= Adalard the Seneschal =

Frankish nobleman

Adalard, also known as Adalhard or Alard, and called the Seneschal, was a Frankish nobleman of the 9th century. He served as warden of the Norman march from 861 to 865, and was Lord Chancellor of France under Louis the Pious.

He was a son of Leuthard I of Paris and brother of Gerard II of Paris. Louis the Pious made him seneschal of the Carolingian Empire. On Louis' death, he joined Charles the Bald and arranged a marriage between the king and Ermentrude of Orléans, his niece by Ingeltrude of Fézansac and Odo, Count of Orléans. After the Treaty of Verdun (in 843), Adalard went to serve Louis the German in East Francia.

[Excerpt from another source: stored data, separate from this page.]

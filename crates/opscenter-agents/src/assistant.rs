//! The assistant role: one task, one session, one result.
//!
//! Lifecycle: Spawned -> Working -> (Completed | Failed) -> Disposed. The
//! session is terminated on every exit path; a failed terminate is a
//! warning, never an error.

use crate::parse;
use opscenter_core::{AssistantResult, AssistantTask, OfficeConfig, OfficeEvent, TaskStatus};
use opscenter_gateway::{
    drain_reply, with_backoff, GatewayError, SessionGateway, SessionSpec, TerminateOnDrop,
};
use std::sync::Arc;
use std::time::{Duration, Instant};
use tokio::sync::mpsc;
use tokio_util::sync::CancellationToken;
use tracing::{debug, warn};

/// Minimum spacing between AssistantProgress events (<= 10/s).
const PROGRESS_INTERVAL: Duration = Duration::from_millis(100);

#[derive(Clone, Debug)]
pub struct AssistantSettings {
    pub model: String,
    pub working_directory: std::path::PathBuf,
    pub enabled_tools: Vec<String>,
    pub timeout: Duration,
}

impl AssistantSettings {
    pub fn from_config(config: &OfficeConfig) -> Self {
        Self {
            model: config.assistant_model.clone(),
            working_directory: config.working_directory.clone(),
            enabled_tools: config.enabled_tool_providers.clone(),
            timeout: config.assistant_timeout(),
        }
    }
}

fn system_prompt(task: &AssistantTask, index: usize) -> String {
    let metadata = task
        .metadata
        .iter()
        .map(|(k, v)| format!("{}={}", k, v))
        .collect::<Vec<_>>()
        .join(", ");
    format!(
        "You are Assistant #{} in an autonomous operations center. \
         Your task: {}. Category: {}. Context: {}. \
         Complete the task and report: findings, actions taken, outcome, recommendations.",
        index, task.title, task.category, metadata
    )
}

/// Run one task on a fresh session. Returns the terminal status alongside
/// the result; the caller owns the task record and applies the transition.
pub async fn run_assistant(
    gateway: &Arc<dyn SessionGateway>,
    settings: &AssistantSettings,
    task: &AssistantTask,
    prompt: &str,
    assistant_index: usize,
    events: &mpsc::UnboundedSender<OfficeEvent>,
    cancel: &CancellationToken,
) -> (TaskStatus, AssistantResult) {
    let started = Instant::now();
    let _ = events.send(OfficeEvent::AssistantSpawned {
        assistant_index,
        task_id: task.task_id.clone(),
    });

    let outcome = run_inner(
        gateway,
        settings,
        task,
        prompt,
        assistant_index,
        events,
        cancel,
        started,
    )
    .await;

    match &outcome {
        (TaskStatus::Completed, _) => {
            let _ = events.send(OfficeEvent::AssistantCompleted {
                assistant_index,
                task_id: task.task_id.clone(),
            });
        }
        // Cancellation is not a failure; it exits silently.
        (TaskStatus::Cancelled, _) => {}
        (_, result) => {
            let _ = events.send(OfficeEvent::AssistantFailed {
                assistant_index,
                task_id: task.task_id.clone(),
                error: result
                    .error_message
                    .clone()
                    .unwrap_or_else(|| "unknown failure".to_string()),
            });
        }
    }

    let _ = events.send(OfficeEvent::AssistantDisposed {
        assistant_index,
        task_id: task.task_id.clone(),
    });
    outcome
}

#[allow(clippy::too_many_arguments)]
async fn run_inner(
    gateway: &Arc<dyn SessionGateway>,
    settings: &AssistantSettings,
    task: &AssistantTask,
    prompt: &str,
    assistant_index: usize,
    events: &mpsc::UnboundedSender<OfficeEvent>,
    cancel: &CancellationToken,
    started: Instant,
) -> (TaskStatus, AssistantResult) {
    let session_id = format!("assistant-{}-a{}", task.task_id, task.retry_count);
    let spec = SessionSpec::new(&session_id, &settings.model)
        .with_working_directory(settings.working_directory.clone())
        .with_system_prompt(system_prompt(task, assistant_index))
        .with_tools(settings.enabled_tools.clone());

    let handle = match with_backoff("create assistant session", || gateway.create(spec.clone()))
        .await
    {
        Ok(handle) => handle,
        Err(e) => {
            return (
                TaskStatus::Failed,
                AssistantResult::failure(
                    task,
                    assistant_index,
                    format!("session create failed: {}", e),
                    task.category.clone(),
                    started.elapsed(),
                ),
            );
        }
    };

    // From here the session is released on every exit path, panics included.
    let guard = TerminateOnDrop::new(handle);

    let sent = guard
        .handle()
        .send(prompt, settings.timeout, cancel.clone())
        .await;

    let drained = match sent {
        Ok(stream) => {
            let mut last_progress = Instant::now() - PROGRESS_INTERVAL;
            let mut streamed = 0usize;
            drain_reply(stream, |delta| {
                streamed += delta.len();
                if last_progress.elapsed() >= PROGRESS_INTERVAL {
                    last_progress = Instant::now();
                    let _ = events.send(OfficeEvent::AssistantProgress {
                        assistant_index,
                        task_id: task.task_id.clone(),
                        chars: streamed,
                    });
                }
            })
            .await
        }
        Err(e) => Err(e),
    };

    let duration = started.elapsed();
    let (status, result) = match drained {
        Ok(reply) => {
            let success = !parse::looks_fatal(&reply.text);
            let mut actions = reply.actions.clone();
            actions.extend(parse::extract_actions(&reply.text));
            if success {
                (
                    TaskStatus::Completed,
                    AssistantResult {
                        task_id: task.task_id.clone(),
                        task_title: task.title.clone(),
                        success: true,
                        summary: parse::extract_summary(&reply.text),
                        response: reply.text,
                        error_message: None,
                        assistant_index,
                        duration,
                        completed_ts: chrono::Utc::now(),
                        category: task.category.clone(),
                        actions_taken: actions,
                    },
                )
            } else {
                let error = reply.text.lines().next().unwrap_or("fatal response").to_string();
                let mut result = AssistantResult::failure(
                    task,
                    assistant_index,
                    error,
                    task.category.clone(),
                    duration,
                );
                result.response = reply.text;
                result.actions_taken = actions;
                (TaskStatus::Failed, result)
            }
        }
        Err(GatewayError::Timeout(limit)) => {
            debug!("assistant {} timed out on {}", assistant_index, task.task_id);
            (
                TaskStatus::Failed,
                AssistantResult::failure(
                    task,
                    assistant_index,
                    format!("timed out after {}s", limit.as_secs()),
                    "timeout",
                    duration,
                ),
            )
        }
        Err(GatewayError::Cancelled) => (
            TaskStatus::Cancelled,
            AssistantResult::cancelled(task, assistant_index, "cancelled"),
        ),
        Err(e) => (
            TaskStatus::Failed,
            AssistantResult::failure(
                task,
                assistant_index,
                e.to_string(),
                task.category.clone(),
                duration,
            ),
        ),
    };

    // Orderly terminate; the guard covers the paths above that return early.
    let handle = guard.disarm();
    handle.terminate().await;
    if cancel.is_cancelled() && status != TaskStatus::Cancelled {
        // Cancellation raced the finish line; the completed work stands.
        warn!("assistant {} finished as cancellation fired", assistant_index);
    }

    (status, result)
}

#[cfg(test)]
mod tests {
    use super::*;
    use opscenter_gateway::{ScriptedGateway, ScriptedReply};

    fn harness() -> (
        Arc<dyn SessionGateway>,
        ScriptedGateway,
        AssistantSettings,
        mpsc::UnboundedSender<OfficeEvent>,
        mpsc::UnboundedReceiver<OfficeEvent>,
    ) {
        let mock = ScriptedGateway::new();
        let gateway: Arc<dyn SessionGateway> = Arc::new(mock.clone());
        let settings = AssistantSettings {
            model: "m".into(),
            working_directory: ".".into(),
            enabled_tools: Vec::new(),
            timeout: Duration::from_secs(5),
        };
        let (tx, rx) = mpsc::unbounded_channel();
        (gateway, mock, settings, tx, rx)
    }

    fn drain_events(rx: &mut mpsc::UnboundedReceiver<OfficeEvent>) -> Vec<&'static str> {
        let mut kinds = Vec::new();
        while let Ok(event) = rx.try_recv() {
            kinds.push(event.kind());
        }
        kinds
    }

    #[tokio::test]
    async fn successful_run_produces_summary_and_actions() {
        let (gateway, mock, settings, tx, mut rx) = harness();
        mock.script(
            "assistant",
            vec![ScriptedReply::TextWithTools {
                text: "## Summary\nProbe completed.\n\n## Actions\n- pinged the host\n\n## Outcome\nhealthy".into(),
                tools: vec!["ping".into()],
            }],
        );

        let task = AssistantTask::new("Probe host", "probe it", 1);
        let (status, result) =
            run_assistant(&gateway, &settings, &task, &task.prompt, 1, &tx, &CancellationToken::new())
                .await;

        assert_eq!(status, TaskStatus::Completed);
        assert!(result.success);
        assert_eq!(result.summary, "Probe completed.");
        assert_eq!(result.actions_taken, vec!["ping", "pinged the host"]);
        assert_eq!(result.assistant_index, 1);

        let kinds = drain_events(&mut rx);
        assert!(kinds.contains(&"assistant_spawned"));
        assert!(kinds.contains(&"assistant_completed"));
        assert_eq!(*kinds.last().unwrap(), "assistant_disposed");
        // Session released.
        assert_eq!(mock.live_sessions(), 0);
    }

    #[tokio::test]
    async fn fatal_response_fails_without_error_event_loss() {
        let (gateway, mock, settings, tx, mut rx) = harness();
        mock.script(
            "assistant",
            vec![ScriptedReply::Text("FATAL: credentials rejected".into())],
        );

        let task = AssistantTask::new("Rotate key", "rotate", 1);
        let (status, result) =
            run_assistant(&gateway, &settings, &task, &task.prompt, 2, &tx, &CancellationToken::new())
                .await;

        assert_eq!(status, TaskStatus::Failed);
        assert!(!result.success);
        assert!(result.error_message.unwrap().contains("FATAL"));
        let kinds = drain_events(&mut rx);
        assert!(kinds.contains(&"assistant_failed"));
        assert!(kinds.contains(&"assistant_disposed"));
        assert_eq!(mock.live_sessions(), 0);
    }

    #[tokio::test(start_paused = true)]
    async fn timeout_marks_failed_with_timeout_category() {
        let (gateway, mock, settings, tx, _rx) = harness();
        mock.script("assistant", vec![ScriptedReply::Hang]);

        let task = AssistantTask::new("Slow thing", "slow", 1);
        let settings = AssistantSettings {
            timeout: Duration::from_secs(2),
            ..settings
        };
        let (status, result) =
            run_assistant(&gateway, &settings, &task, &task.prompt, 1, &tx, &CancellationToken::new())
                .await;

        assert_eq!(status, TaskStatus::Failed);
        assert_eq!(result.category, "timeout");
        assert!(result.error_message.unwrap().contains("timed out after 2s"));
        assert_eq!(mock.live_sessions(), 0);
    }

    #[tokio::test(start_paused = true)]
    async fn cancellation_yields_cancelled_status() {
        let (gateway, mock, settings, tx, _rx) = harness();
        mock.script("assistant", vec![ScriptedReply::Hang]);

        let cancel = CancellationToken::new();
        let task = AssistantTask::new("Interruptible", "work", 1);
        let canceller = cancel.clone();
        tokio::spawn(async move {
            tokio::time::sleep(Duration::from_millis(50)).await;
            canceller.cancel();
        });
        let (status, result) =
            run_assistant(&gateway, &settings, &task, &task.prompt, 1, &tx, &cancel).await;

        assert_eq!(status, TaskStatus::Cancelled);
        assert!(!result.success);
        assert_eq!(mock.live_sessions(), 0);
    }

    #[tokio::test]
    async fn stream_error_is_a_plain_failure() {
        let (gateway, mock, settings, tx, _rx) = harness();
        mock.script(
            "assistant",
            vec![ScriptedReply::StreamError("backend reset".into())],
        );

        let task = AssistantTask::new("Flaky", "work", 1);
        let (status, result) =
            run_assistant(&gateway, &settings, &task, &task.prompt, 1, &tx, &CancellationToken::new())
                .await;

        assert_eq!(status, TaskStatus::Failed);
        assert_eq!(result.category, task.category);
        assert!(result.error_message.unwrap().contains("backend reset"));
    }

    #[test]
    fn system_prompt_shape() {
        let mut task = AssistantTask::new("Check queue", "p", 1).with_category("ops");
        task.metadata.insert("region".into(), "eu".into());
        let prompt = system_prompt(&task, 3);
        assert!(prompt.starts_with("You are Assistant #3 in an autonomous operations center."));
        assert!(prompt.contains("Your task: Check queue."));
        assert!(prompt.contains("Category: ops."));
        assert!(prompt.contains("region=eu"));
        assert!(prompt.ends_with("findings, actions taken, outcome, recommendations."));
    }
}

In 861, after the revolt of Carloman, Louis' eldest son, Adalard and his relatives Udo, Berengar, and Waldo took refuge at the court of Charles in Paris. Charles granted him the Norman March of Neustria, to defend it against the Vikings. However, he soon incited the jealousy of the Rorgonids, then the most powerful clan in Maine. Allied with Salomon, King of Brittany, they revolted against him and made war. After peace was settled, Charles transferred the March to Gosfrid, the representative of the Rorgonids.

He probably had a son Adalhard of Metz.

==Sources==
- Riché, Pierre. Les Carolingiens, une famille qui fit l'Europe. 1983.
- Guillotel, Hubert. "Une autre marche de Neustrie." in Christian Settipani and Katharine S. B. Keats-Rohan, Onomastique et Parenté dans l'Occident médiéval. 2000.